Angels in America and England

Last night, a live performance of London’s National Theatre production of Angels in America was broadcast to movie theaters across the U.S. Angels has always had a special tie to London; it had a pre-Broadway run at the National Theatre in the early 1990s. That Angels found one of its earliest theatrical homes in England surprises for a play that is so, well, American. If God ever comes back, Prior instructs the inhabitants of heaven, in one of the play’s indelible lines, they “should sue the bastard.” The more British approach might be to send a strongly worded letter to the proper authorities, or to grumble without doing much of anything at all.

But, as the National Theatre’s production reveals, revisiting Millennium Approaches and Perestroika in our current end times introduces another kind of incoherence.  “The world only spins forward” the play defiantly announces. Come again? “We have no system of universal health care, we don’t educate our children, we can’t pass sane gun control laws,” Tony Kushner wrote in a 1993 article, when Ronald Reagan was the standard for a Republican president. Right now, the notion of having a standard at all seems quaint. England, amidst the waning of social democracy in Europe, confronts its own bewildering chaos: call it Brexitroika. Pleas that it gets better have crumbled everywhere, it can seem, into prayers that it won’t get worse.

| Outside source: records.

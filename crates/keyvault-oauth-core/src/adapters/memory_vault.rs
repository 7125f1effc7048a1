//! # In-Memory Vault Implementation
//!
//! Thread-safe in-memory backend for testing and development.
//! Secrets are keyed by vault URL and name and may hold several versions.
//! Failures can be scripted ahead of time to simulate throttling or outages.

use crate::{
    backend::VaultBackend,
    errors::VaultError,
    secret::{FetchedSecret, SecretValue},
};
use async_trait::async_trait;
use std::{
    collections::{HashMap, VecDeque},
    sync::{Arc, Mutex, MutexGuard},
};
use tokio::time::Instant;

/// A fetch observed by the in-memory backend
#[derive(Debug, Clone)]
pub struct FetchCall {
    /// Vault URL the fetch was sent to
    pub vault_url: String,

    /// Requested secret name
    pub secret_name: String,

    /// Requested version (empty for latest)
    pub version: String,

    /// When the fetch arrived, on the tokio clock
    pub at: Instant,
}

#[derive(Default)]
struct State {
    // (vault_url, secret_name) -> versions, oldest first
    secrets: HashMap<(String, String), Vec<(String, SecretValue)>>,
    failures: VecDeque<VaultError>,
    calls: Vec<FetchCall>,
}

/// In-memory vault backend
///
/// Clones share the same storage, so a test can keep a handle while the
/// client owns another.
#[derive(Clone, Default)]
pub struct InMemoryVaultBackend {
    state: Arc<Mutex<State>>,
}

impl InMemoryVaultBackend {
    /// Create new empty backend
    pub fn new() -> Self {
        Self::default()
    }

    /// Store a new version of a secret; it becomes the latest
    pub fn add_secret(
        &self,
        vault_url: impl Into<String>,
        secret_name: impl Into<String>,
        version: impl Into<String>,
        value: impl Into<SecretValue>,
    ) {
        self.lock()
            .secrets
            .entry((vault_url.into(), secret_name.into()))
            .or_default()
            .push((version.into(), value.into()));
    }

    /// Remove every version of a secret
    pub fn remove_secret(&self, vault_url: &str, secret_name: &str) {
        self.lock()
            .secrets
            .remove(&(vault_url.to_string(), secret_name.to_string()));
    }

    /// Fail the next fetch with `error`
    ///
    /// Scripted failures are consumed in order, one per fetch, before any
    /// lookup happens.
    pub fn enqueue_failure(&self, error: VaultError) {
        self.lock().failures.push_back(error);
    }

    /// Throttle the next `count` fetches with HTTP 429
    pub fn throttle_next(&self, count: usize) {
        let mut state = self.lock();
        for _ in 0..count {
            state
                .failures
                .push_back(VaultError::throttled("Too many requests"));
        }
    }

    /// Fetches observed so far
    pub fn calls(&self) -> Vec<FetchCall> {
        self.lock().calls.clone()
    }

    /// Number of fetches observed so far
    pub fn call_count(&self) -> usize {
        self.lock().calls.len()
    }

    /// Scripted failures not yet consumed
    pub fn pending_failures(&self) -> usize {
        self.lock().failures.len()
    }

    fn lock(&self) -> MutexGuard<'_, State> {
        self.state
            .lock()
            .unwrap_or_else(|poisoned| poisoned.into_inner())
    }
}

#[async_trait]
impl VaultBackend for InMemoryVaultBackend {
    async fn fetch_secret(
        &self,
        vault_url: &str,
        secret_name: &str,
        version: &str,
    ) -> Result<FetchedSecret, VaultError> {
        let mut state = self.lock();

        state.calls.push(FetchCall {
            vault_url: vault_url.to_string(),
            secret_name: secret_name.to_string(),
            version: version.to_string(),
            at: Instant::now(),
        });

        if let Some(error) = state.failures.pop_front() {
            return Err(error);
        }

        let versions = state
            .secrets
            .get(&(vault_url.to_string(), secret_name.to_string()))
            .ok_or_else(|| {
                VaultError::http(404, format!("Secret not found: {}", secret_name))
            })?;

        let found = if version.is_empty() {
            versions.last()
        } else {
            versions.iter().find(|(v, _)| v == version)
        };

        found
            .map(|(v, value)| FetchedSecret::new(value.clone()).with_version(v.clone()))
            .ok_or_else(|| {
                VaultError::http(
                    404,
                    format!("Secret version not found: {}/{}", secret_name, version),
                )
            })
    }
}

#[cfg(test)]
#[path = "memory_vault_tests.rs"]
mod tests;
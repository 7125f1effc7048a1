//! # Vault Backend Interface
//!
//! The capability the client wraps: a single "fetch secret" call against a
//! vault endpoint. Implementations handle provider-specific transport and
//! authentication and report failures as [`VaultError`].

use crate::{errors::VaultError, secret::FetchedSecret};
use async_trait::async_trait;

/// Interface to a secret vault
///
/// Implementations must report throttling as an HTTP 429
/// [`VaultError::Http`] so callers can back off.
#[cfg_attr(test, mockall::automock)]
#[async_trait]
pub trait VaultBackend: Send + Sync {
    /// Fetch a secret from the vault at `vault_url`
    ///
    /// An empty `version` selects the latest version.
    ///
    /// # Errors
    /// - `VaultError::Http` with status 429 when throttled
    /// - `VaultError::Http` for any other non-success response
    /// - `VaultError::Authentication` when no token could be obtained
    /// - `VaultError::Transport` when the request could not be completed
    async fn fetch_secret(
        &self,
        vault_url: &str,
        secret_name: &str,
        version: &str,
    ) -> Result<FetchedSecret, VaultError>;
}
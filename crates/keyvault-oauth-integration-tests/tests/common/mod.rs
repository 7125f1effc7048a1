//! Common test utilities for keyvault-oauth integration tests
//!
//! This module provides:
//! - A scripted vault backend that replays a fixed sequence of outcomes
//! - Configuration builders for both authentication modes

use async_trait::async_trait;
use keyvault_oauth_core::{ClientConfig, FetchedSecret, VaultBackend, VaultError};
use std::{
    collections::VecDeque,
    sync::{Arc, Mutex},
};
use tokio::time::Instant;

pub const VAULT_NAME: &str = "mykv";
pub const VAULT_URL: &str = "https://mykv.vault.azure.net/";

// ============================================================================
// Scripted Backend
// ============================================================================

/// Vault backend answering each fetch with the next scripted outcome
///
/// Runs out of script with a 500 so an unexpected extra fetch is visible.
#[derive(Clone, Default)]
#[allow(dead_code)]
pub struct ScriptedBackend {
    outcomes: Arc<Mutex<VecDeque<Result<String, VaultError>>>>,
    fetches: Arc<Mutex<Vec<Instant>>>,
}

#[allow(dead_code)]
impl ScriptedBackend {
    pub fn new() -> Self {
        Self::default()
    }

    pub fn then_throttle(self) -> Self {
        self.push(Err(VaultError::throttled("Too many requests")))
    }

    pub fn then_fail(self, error: VaultError) -> Self {
        self.push(Err(error))
    }

    pub fn then_return(self, value: &str) -> Self {
        self.push(Ok(value.to_string()))
    }

    pub fn fetch_count(&self) -> usize {
        self.fetches.lock().unwrap().len()
    }

    /// Time between consecutive fetches
    pub fn gaps(&self) -> Vec<std::time::Duration> {
        self.fetches
            .lock()
            .unwrap()
            .windows(2)
            .map(|pair| pair[1] - pair[0])
            .collect()
    }

    fn push(self, outcome: Result<String, VaultError>) -> Self {
        self.outcomes.lock().unwrap().push_back(outcome);
        self
    }
}

#[async_trait]
impl VaultBackend for ScriptedBackend {
    async fn fetch_secret(
        &self,
        _vault_url: &str,
        _secret_name: &str,
        _version: &str,
    ) -> Result<FetchedSecret, VaultError> {
        self.fetches.lock().unwrap().push(Instant::now());

        match self.outcomes.lock().unwrap().pop_front() {
            Some(Ok(value)) => Ok(FetchedSecret::new(value)),
            Some(Err(error)) => Err(error),
            None => Err(VaultError::http(500, "script exhausted")),
        }
    }
}

// ============================================================================
// Configuration Builders
// ============================================================================

#[allow(dead_code)]
pub fn service_principal_config() -> ClientConfig {
    ClientConfig::client_credentials(
        "00000000-0000-0000-0000-000000000001",
        "client-secret-value",
        "00000000-0000-0000-0000-0000000000aa",
    )
}

#[allow(dead_code)]
pub fn managed_identity_config() -> ClientConfig {
    ClientConfig::managed_identity(None)
}
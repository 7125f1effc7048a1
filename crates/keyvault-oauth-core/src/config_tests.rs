//! Tests for client configuration

use super::*;
use serial_test::serial;
use std::io::Write;

const ENV_VARS: [&str; 9] = [
    ENV_CLIENT_ID,
    ENV_CLIENT_SECRET,
    ENV_TENANT_ID,
    ENV_USE_MSI,
    ENV_CLOUD,
    "KEYVAULT_CLIENT_ID",
    "KEYVAULT_CLIENT_SECRET",
    "KEYVAULT_TENANT_ID",
    "KEYVAULT_RETRY__MAX_RETRIES",
];

fn clear_env() {
    for variable in ENV_VARS {
        std::env::remove_var(variable);
    }
}

mod validation_tests {
    use super::*;

    #[test]
    fn test_client_credentials_valid() {
        let config = ClientConfig::client_credentials("app", "secret", "tenant");
        assert!(config.validate().is_ok());
    }

    #[test]
    fn test_managed_identity_needs_no_secret_or_tenant() {
        assert!(ClientConfig::managed_identity(None).validate().is_ok());
        assert!(ClientConfig::managed_identity(Some("uami".to_string()))
            .validate()
            .is_ok());
    }

    #[test]
    fn test_missing_any_credential_rejected() {
        let base = ClientConfig::client_credentials("app", "secret", "tenant");

        for config in [
            ClientConfig {
                client_id: None,
                ..base.clone()
            },
            ClientConfig {
                client_secret: None,
                ..base.clone()
            },
            ClientConfig {
                tenant_id: None,
                ..base.clone()
            },
            ClientConfig {
                client_secret: Some("   ".to_string()),
                ..base.clone()
            },
            ClientConfig::default(),
        ] {
            let error = config.validate().unwrap_err();
            assert!(error.is_configuration());
            assert!(error.to_string().contains("managed identity"));
        }
    }

    #[test]
    fn test_invalid_custom_cloud_rejected() {
        let config = ClientConfig::managed_identity(None).with_cloud(CloudEnvironment::Custom {
            vault_dns_suffix: String::new(),
            resource: "https://vault.contoso.net".to_string(),
            authority_host: "https://login.contoso.net".to_string(),
        });

        assert!(config.validate().is_err());
    }

    #[test]
    fn test_debug_redacts_client_secret() {
        let config = ClientConfig::client_credentials("app", "super-secret-value", "tenant");
        let debug_output = format!("{:?}", config);

        assert!(!debug_output.contains("super-secret-value"));
        assert!(debug_output.contains("[REDACTED]"));
        assert!(debug_output.contains("app"));
    }

    #[test]
    fn test_builder_methods() {
        let config = ClientConfig::managed_identity(None)
            .with_cloud(CloudEnvironment::AzureUsGovernment)
            .with_retry_policy(RetryPolicy::new(2, 1, 4));

        assert_eq!(config.cloud, CloudEnvironment::AzureUsGovernment);
        assert_eq!(config.retry.max_retries, 2);
    }
}

mod from_env_tests {
    use super::*;

    #[test]
    #[serial]
    fn test_from_env_client_credentials() {
        clear_env();
        std::env::set_var(ENV_CLIENT_ID, "env-app");
        std::env::set_var(ENV_CLIENT_SECRET, "env-secret");
        std::env::set_var(ENV_TENANT_ID, "env-tenant");

        let config = ClientConfig::from_env().unwrap();
        assert_eq!(config.client_id.as_deref(), Some("env-app"));
        assert_eq!(config.tenant_id.as_deref(), Some("env-tenant"));
        assert!(!config.use_managed_identity);
        assert_eq!(config.cloud, CloudEnvironment::AzurePublic);

        clear_env();
    }

    #[test]
    #[serial]
    fn test_from_env_managed_identity_in_china() {
        clear_env();
        std::env::set_var(ENV_USE_MSI, "true");
        std::env::set_var(ENV_CLOUD, "china");

        let config = ClientConfig::from_env().unwrap();
        assert!(config.use_managed_identity);
        assert_eq!(config.client_id, None);
        assert_eq!(config.cloud, CloudEnvironment::AzureChina);

        clear_env();
    }

    #[test]
    #[serial]
    fn test_from_env_missing_credentials() {
        clear_env();
        std::env::set_var(ENV_CLIENT_ID, "env-app");

        let result = ClientConfig::from_env();
        assert!(matches!(result, Err(SecretClientError::Configuration { .. })));

        clear_env();
    }

    #[test]
    #[serial]
    fn test_from_env_invalid_flag() {
        clear_env();
        std::env::set_var(ENV_USE_MSI, "maybe");

        let error = ClientConfig::from_env().unwrap_err();
        assert!(error.to_string().contains(ENV_USE_MSI));

        clear_env();
    }
}

mod load_tests {
    use super::*;

    fn write_config(extension: &str, contents: &str) -> tempfile::NamedTempFile {
        let mut file = tempfile::Builder::new()
            .suffix(extension)
            .tempfile()
            .unwrap();
        file.write_all(contents.as_bytes()).unwrap();
        file
    }

    #[test]
    #[serial]
    fn test_load_from_toml_file() {
        clear_env();
        let file = write_config(
            ".toml",
            r#"
client_id = "file-app"
client_secret = "file-secret"
tenant_id = "file-tenant"
cloud = "usgov"

[retry]
max_retries = 3
exponent_cap = 2
"#,
        );

        let config = ClientConfig::load(Some(file.path())).unwrap();
        assert_eq!(config.client_id.as_deref(), Some("file-app"));
        assert_eq!(config.cloud, CloudEnvironment::AzureUsGovernment);
        assert_eq!(config.retry.max_retries, 3);
        assert_eq!(config.retry.exponent_cap, 2);
        // Unset fields keep their defaults
        assert_eq!(config.retry.base_delay_seconds, 1);
    }

    #[test]
    #[serial]
    fn test_load_from_yaml_file_with_custom_cloud() {
        clear_env();
        let file = write_config(
            ".yaml",
            r#"
use_managed_identity: true
cloud:
  custom:
    vault_dns_suffix: vault.contoso.net
    resource: https://vault.contoso.net
    authority_host: https://login.contoso.net
"#,
        );

        let config = ClientConfig::load(Some(file.path())).unwrap();
        assert!(config.use_managed_identity);
        assert_eq!(config.cloud.vault_dns_suffix(), "vault.contoso.net");
    }

    #[test]
    #[serial]
    fn test_environment_overrides_file() {
        clear_env();
        let file = write_config(
            ".toml",
            r#"
client_id = "file-app"
client_secret = "file-secret"
tenant_id = "file-tenant"
"#,
        );
        std::env::set_var("KEYVAULT_CLIENT_ID", "env-app");
        std::env::set_var("KEYVAULT_RETRY__MAX_RETRIES", "1");

        let config = ClientConfig::load(Some(file.path())).unwrap();
        assert_eq!(config.client_id.as_deref(), Some("env-app"));
        assert_eq!(config.client_secret.as_deref(), Some("file-secret"));
        assert_eq!(config.retry.max_retries, 1);

        clear_env();
    }

    #[test]
    #[serial]
    fn test_load_without_sources_is_invalid() {
        clear_env();

        let result = ClientConfig::load(None);
        assert!(matches!(result, Err(SecretClientError::Configuration { .. })));
    }

    #[test]
    #[serial]
    fn test_load_missing_file_fails() {
        clear_env();

        let result = ClientConfig::load(Some(Path::new("/nonexistent/keyvault.toml")));
        let error = result.unwrap_err();
        assert!(error.to_string().contains("failed to read configuration"));
    }
}
//! # Vault Adapters
//!
//! Implementations of [`VaultBackend`](crate::VaultBackend).

pub mod memory_vault;

#[cfg(feature = "azure")]
pub mod azure_key_vault;

pub use memory_vault::{FetchCall, InMemoryVaultBackend};

#[cfg(feature = "azure")]
pub use azure_key_vault::AzureVaultBackend;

Cue the angels. Kushner’s “Fantasia on National Themes” has, since this past spring, returned to the South Bank of the Thames, with Nathan Lane spewing bile as communist baiter Roy Cohn, unmistakably familiar in his philistinism and hatred. Andrew Garfield, tremulous and beautiful, climbs the walls as Prior, afflicted with AIDS and having angelic visions. More than just passably gay, the erstwhile Spiderman actor is aflame, wrapped like Little Edie of Grey Gardens in a fetching black cape shrieking that he is a PROPHET. The production, in other words, is fabulous; I haven’t even mentioned the pink neon! But the play’s soaring belief in progress risks landing flatly in our changed world, let alone in England.

Yet, we shouldn’t be hardened to our miracles: AIDS now seems like a bad dream to younger gay men. And even beyond that particular form of grace, the play can still sustain our hopes, even, just maybe, our hopes for politics. Angels parades a distinctly American kind of muscular optimism: a delightful early Australian review compares Angels to a “fantastically formed, hyper-masculine, strong and physically adorable” American visitor—“let’s call him Todd”—with a lot of opinions and “angryactivistloudaboutit.” The play (sorry, “Todd”) is unabashedly hardheaded. Kushner himself wrote, after all, in what he has called a “terrifying and galvanizing time.” But how does this fractured faith in America, in the face of mounting evidence to the contrary, play out in England: a country where everything can often seem already coated in a thin layer of disappointment? “Happy Christmas!” I heard a shop assistant tell a woman in London last year. “Let’s hope so” was her response. That sounds like Hannah, the stony-faced Mormon mother around whom, improbably, Prior and the play itself take a new lease on life. But at least she believes in Angels.

Some things inevitably get lost in translation upon reversing course from Salt Lake City to Plymouth Rock to England’s green and pleasant land. When I saw Part Two, a line that would have tickled Broadway—when Louis imagines his disappointed parents saying “He’s a fag, he’s an office temp, and now look, he’s saying Kaddish for Roy Cohn”—elicited lone yelps of pleasure from a pair of American women seated a row ahead of me (one of whom I tried to convince myself was, but who in fact was not, Meryl Streep). But even in England, a country where, ever ubiquitous Jehovah’s Witnesses notwithstanding, bibles don’t exactly proliferate, the point gets across. When the Angel proclaims her message, she not only reveals the lofty promises of religion as hollow and inadequate to the task, but a more pernicious agenda: calling for an end to progress, migration, motion, life itself. “‘Don’t migrate’? ‘Don’t mingle’? That’s kind of malevolent, isn’t it” Belize tells Prior. The Angel of Death she may not be, but the Angel of Brexit she most certainly is.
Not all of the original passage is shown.